Também informava que o produto recém-chegado havia sido “aprovado pelos técnicos depois de minucioso exame”. Temendo contaminações, entidades manifestaram-se contrárias ao consumo e organizaram protestos. Ao mesmo tempo, a lei delegada nº 4, o decreto-lei nº 2 e a Lei de Economia Popular permitiam a desapropriação de rebanhos. 

Segundo o Correio do Povo do dia 15 de setembro de 1986, vozes da comunidade científica demonstraram preocupação com a possibilidade de a carne conter resíduos radiativos. O agrônomo Sebastião Pinheiro considerou absurda a importação em razão dos riscos de radioatividade e defendeu a compra de alimentos produzidos no Hemisfério Sul.

Desabastecimento

Na época, os pecuaristas culparam o governo pelo desabastecimento. Durante a abertura oficial da Expointer daquele ano, o então presidente da Farsul, Ary Marimon, aproveitou a presença do ministro da Agricultura, Iris Rezende, para criticar a política praticada naquele momento. “Não podemos nos conformar com a acusação generalizada que se faz de que o pecuarista gaúcho está retendo seu gado no campo. Nossa pecuária, em decorrência do continuado desestímulo que os governos nos têm dado, praticamente estagnou em termos quantitativos. Em resumo, senhor ministro, falta carne porque está faltando gado”, disse, conforme a edição do Correio do Povo de 8 de setembro de 1986. 

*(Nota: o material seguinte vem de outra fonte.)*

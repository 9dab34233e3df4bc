//! Basic rate calculation.
//!
//! The basic rate is what remains of the day rate once every deduction line
//! on the rate card has been taken off. It never goes below zero.

use rust_decimal::Decimal;

use crate::error::{EngineError, EngineResult};
use crate::models::{RateField, WorkArrangementRates};

/// Sums the eleven deduction fields of a rate card.
///
/// # Errors
///
/// Returns `ValidationError` on `deductions` if the sum overflows.
pub fn total_deductions(rates: &WorkArrangementRates) -> EngineResult<Decimal> {
    RateField::DEDUCTIONS
        .iter()
        .try_fold(Decimal::ZERO, |total, field| {
            total.checked_add(rates.get(*field))
        })
        .ok_or_else(|| EngineError::validation("deductions", "is out of range"))
}

/// Computes `max(0, day_rate - total_deductions)`.
///
/// The stored `basic_rate` field is ignored.
///
/// # Errors
///
/// Returns `ValidationError` if the deductions or the difference overflow.
///
/// # Example
///
/// ```
/// use rate_engine::calculation::compute_basic_rate;
/// use rate_engine::models::WorkArrangementRates;
/// use rust_decimal::Decimal;
///
/// let rates = WorkArrangementRates {
///     day_rate: Decimal::new(800, 0),
///     tolerance: Decimal::new(50, 0),
///     ws: Decimal::new(10, 0),
///     ..Default::default()
/// };
/// assert_eq!(compute_basic_rate(&rates).unwrap(), Decimal::new(740, 0));
/// ```
pub fn compute_basic_rate(rates: &WorkArrangementRates) -> EngineResult<Decimal> {
    let deductions = total_deductions(rates)?;
    let remaining = rates
        .day_rate
        .checked_sub(deductions)
        .ok_or_else(|| EngineError::validation("basic_rate", "is out of range"))?;
    Ok(remaining.max(Decimal::ZERO))
}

Nos anos seguintes, a importação da “carne de Chernobyl” provocou reações na comunidade local. O então prefeito de Porto Alegre, Alceu Collares, publicou um decreto proibindo a venda do produto, medida que recebeu apoio de comerciantes. As amostras encontravam-se estocadas nos armazéns da Cibrazem, em Canoas, onde permaneceram durante anos. O imbróglio chegou à Justiça, que liberou a comercialização de 7,2 mil toneladas.

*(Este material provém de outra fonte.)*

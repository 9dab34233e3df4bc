//! Application state for the rate engine API.
//!
//! This module defines the shared application state that is available
//! to all request handlers.

use std::sync::Arc;

use crate::config::{ConfigLoader, RateCard};

/// Shared application state.
///
/// The rate card is loaded once and read concurrently by every handler.
#[derive(Clone)]
pub struct AppState {
    /// The loaded rate card configuration.
    config: Arc<ConfigLoader>,
}

impl AppState {
    /// Creates a new application state with the given configuration loader.
    pub fn new(config: ConfigLoader) -> Self {
        Self {
            config: Arc::new(config),
        }
    }

    /// Returns a reference to the configuration loader.
    pub fn config(&self) -> &ConfigLoader {
        &self.config
    }

    /// Returns the loaded rate card.
    pub fn card(&self) -> &RateCard {
        self.config.card()
    }
}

Embora alguns consumidores afirmem terem sentido um gosto estranho na carne consumida na época, o atual presidente do Fundo de Desenvolvimento e Defesa Sanitária Animal (Fundesa), Rogério Kerber, atribui isso à lenda que se criou. “Foram feitos testes em laboratório sem a detecção da existência de radiatividade”, observa. De acordo com Kerber, algumas plantas, na época, importaram carne suína procedente da Bélgica, onde níveis de radiação chegaram a ser registrados após o acidente. 

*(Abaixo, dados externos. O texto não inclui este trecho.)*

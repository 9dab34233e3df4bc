//! The standalone rate calculator.
//!
//! This formula set is independent of the rate card. Unlike
//! [`compute_basic_rate`](super::compute_basic_rate) it does not clamp, so a
//! submitted day rate below the fixed overhead produces negative results.

use rust_decimal::Decimal;
use serde::{Deserialize, Serialize};

use crate::error::{EngineError, EngineResult};

/// Fixed overhead subtracted from the submitted day rate.
pub fn fixed_overhead() -> Decimal {
    Decimal::new(150, 0)
}

/// Divisor applied to the day rate above the overhead before taking tolerance.
pub fn loading_divisor() -> Decimal {
    Decimal::new(125, 2)
}

/// Share of the unloaded rate kept as tolerance (5%).
pub fn tolerance_share() -> Decimal {
    Decimal::new(5, 2)
}

/// Uplift applied to the spectrum rate to get the ACR and CIR rates.
pub fn spectrum_uplift() -> Decimal {
    Decimal::new(12, 1)
}

/// Results shown by the calculator.
#[derive(Debug, Clone, PartialEq, Eq, Serialize, Deserialize)]
pub struct CalculatorOutputs {
    /// `(submitted_day_rate - 150) / 1.25 * 0.05`
    pub tolerance: Decimal,
    /// `submitted_day_rate - (150 + tolerance)`
    pub basic_rate: Decimal,
    /// `spectrum * 1.2`
    pub acr_rate: Decimal,
    /// `spectrum * 1.2`
    pub cir_rate: Decimal,
}

/// Runs the calculator formulas.
///
/// # Errors
///
/// Returns `ValidationError` naming the output whose arithmetic overflows.
///
/// # Example
///
/// ```
/// use rate_engine::calculation::compute_calculator_outputs;
/// use rust_decimal::Decimal;
/// use std::str::FromStr;
///
/// let out = compute_calculator_outputs(Decimal::new(3264, 0), Decimal::new(650, 0)).unwrap();
/// assert_eq!(out.tolerance, Decimal::from_str("124.56").unwrap());
/// assert_eq!(out.basic_rate, Decimal::from_str("2989.44").unwrap());
/// assert_eq!(out.acr_rate, Decimal::new(780, 0));
/// assert_eq!(out.cir_rate, Decimal::new(780, 0));
/// ```
pub fn compute_calculator_outputs(
    submitted_day_rate: Decimal,
    spectrum: Decimal,
) -> EngineResult<CalculatorOutputs> {
    let out_of_range = |field: &str| EngineError::validation(field, "is out of range");

    let tolerance = submitted_day_rate
        .checked_sub(fixed_overhead())
        .and_then(|above| above.checked_div(loading_divisor()))
        .and_then(|unloaded| unloaded.checked_mul(tolerance_share()))
        .ok_or_else(|| out_of_range("tolerance"))?;
    let basic_rate = fixed_overhead()
        .checked_add(tolerance)
        .and_then(|kept| submitted_day_rate.checked_sub(kept))
        .ok_or_else(|| out_of_range("basic_rate"))?;
    let uplifted = spectrum
        .checked_mul(spectrum_uplift())
        .ok_or_else(|| out_of_range("acr_rate"))?;

    Ok(CalculatorOutputs {
        tolerance,
        basic_rate,
        acr_rate: uplifted,
        cir_rate: uplifted,
    })
}

/// Every input the calculator page collects.
///
/// Only `submitted_day_rate` and `spectrum` take part in the formulas. The
/// other six are carried so the form state round-trips.
#[derive(Debug, Clone, PartialEq, Eq, Serialize, Deserialize)]
#[serde(default)]
pub struct CalculatorInputs {
    /// Day rate submitted to the client.
    pub submitted_day_rate: Decimal,
    /// MCIR/CRM amount.
    pub mcir_crm: Decimal,
    /// Near-delivery amount.
    pub near_delivery: Decimal,
    /// Seven amount.
    pub seven: Decimal,
    /// DAB amount.
    pub dab: Decimal,
    /// Spectrum rate.
    pub spectrum: Decimal,
    /// WB amount.
    pub wb: Decimal,
    /// BAU amount.
    pub bau: Decimal,
}

impl Default for CalculatorInputs {
    fn default() -> Self {
        Self {
            submitted_day_rate: Decimal::new(3264, 0),
            mcir_crm: Decimal::new(1000, 0),
            near_delivery: Decimal::new(1000, 0),
            seven: Decimal::new(150, 0),
            dab: Decimal::new(150, 0),
            spectrum: Decimal::new(650, 0),
            wb: Decimal::new(650, 0),
            bau: Decimal::new(650, 0),
        }
    }
}

impl CalculatorInputs {
    /// Runs the formulas over these inputs.
    ///
    /// # Errors
    ///
    /// See [`compute_calculator_outputs`].
    pub fn outputs(&self) -> EngineResult<CalculatorOutputs> {
        compute_calculator_outputs(self.submitted_day_rate, self.spectrum)
    }
}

A Conab, que absorveu a Cibrazem, não soube informar a quantidade de carne importada consumida no período. O superintendente do órgão no Rio Grande do Sul, José Ramão Kuhn Bicca, lembra que o produto ficou em armazéns da Cibrazem e também em outros, privados. Recorda, ainda, que parte da carne liberada para consumo após decisão judicial foi direcionada à produção de embutidos. 

Brasil passou a abastecer o mercado internacional

Da época do Plano Cruzado e do desastre de Chernobyl para a atual, o Brasil passou de importador para maior exportador mundial de carne bovina. Na segunda metade dos anos 1980, o país contava com 130 milhões de cabeças de gado. O abate anual fiscalizado representava 2,2 milhões de toneladas. Em 2017, o Censo Agropecuário apontava um rebanho de 171 milhões de cabeças. Em 2018, o segundo o IBGE, o abate correspondeu a quase 8 milhões de toneladas. O volume embarcado para fora do país em 2018 foi de 1,64 milhão de toneladas, segundo a Associação Brasileira das Indústrias Exportadoras de Carnes (Abiec).

O professor José Fernando Piva Lobato, do Departamento de Zootecnia da Universidade Federal do Rio Grande do Sul (Ufrgs), afirma que Chernobyl demonstrou quanto o Brasil precisava ser autossuficiente na produção de alimentos. “O país está respondendo a isso com as exportações”, observa. Um exemplo recente é a epidemia de peste suína africana ocorrida na China. A demanda do gigante asiático pela carne suína está sendo suprida, em grande parte, pela produção brasileira. Porém, segundo o especialista, não foi a “carne de Chernobyl” a responsável pelo aumento da produção, mas sim a evolução da pesquisa no setor e a sua implantação na prática.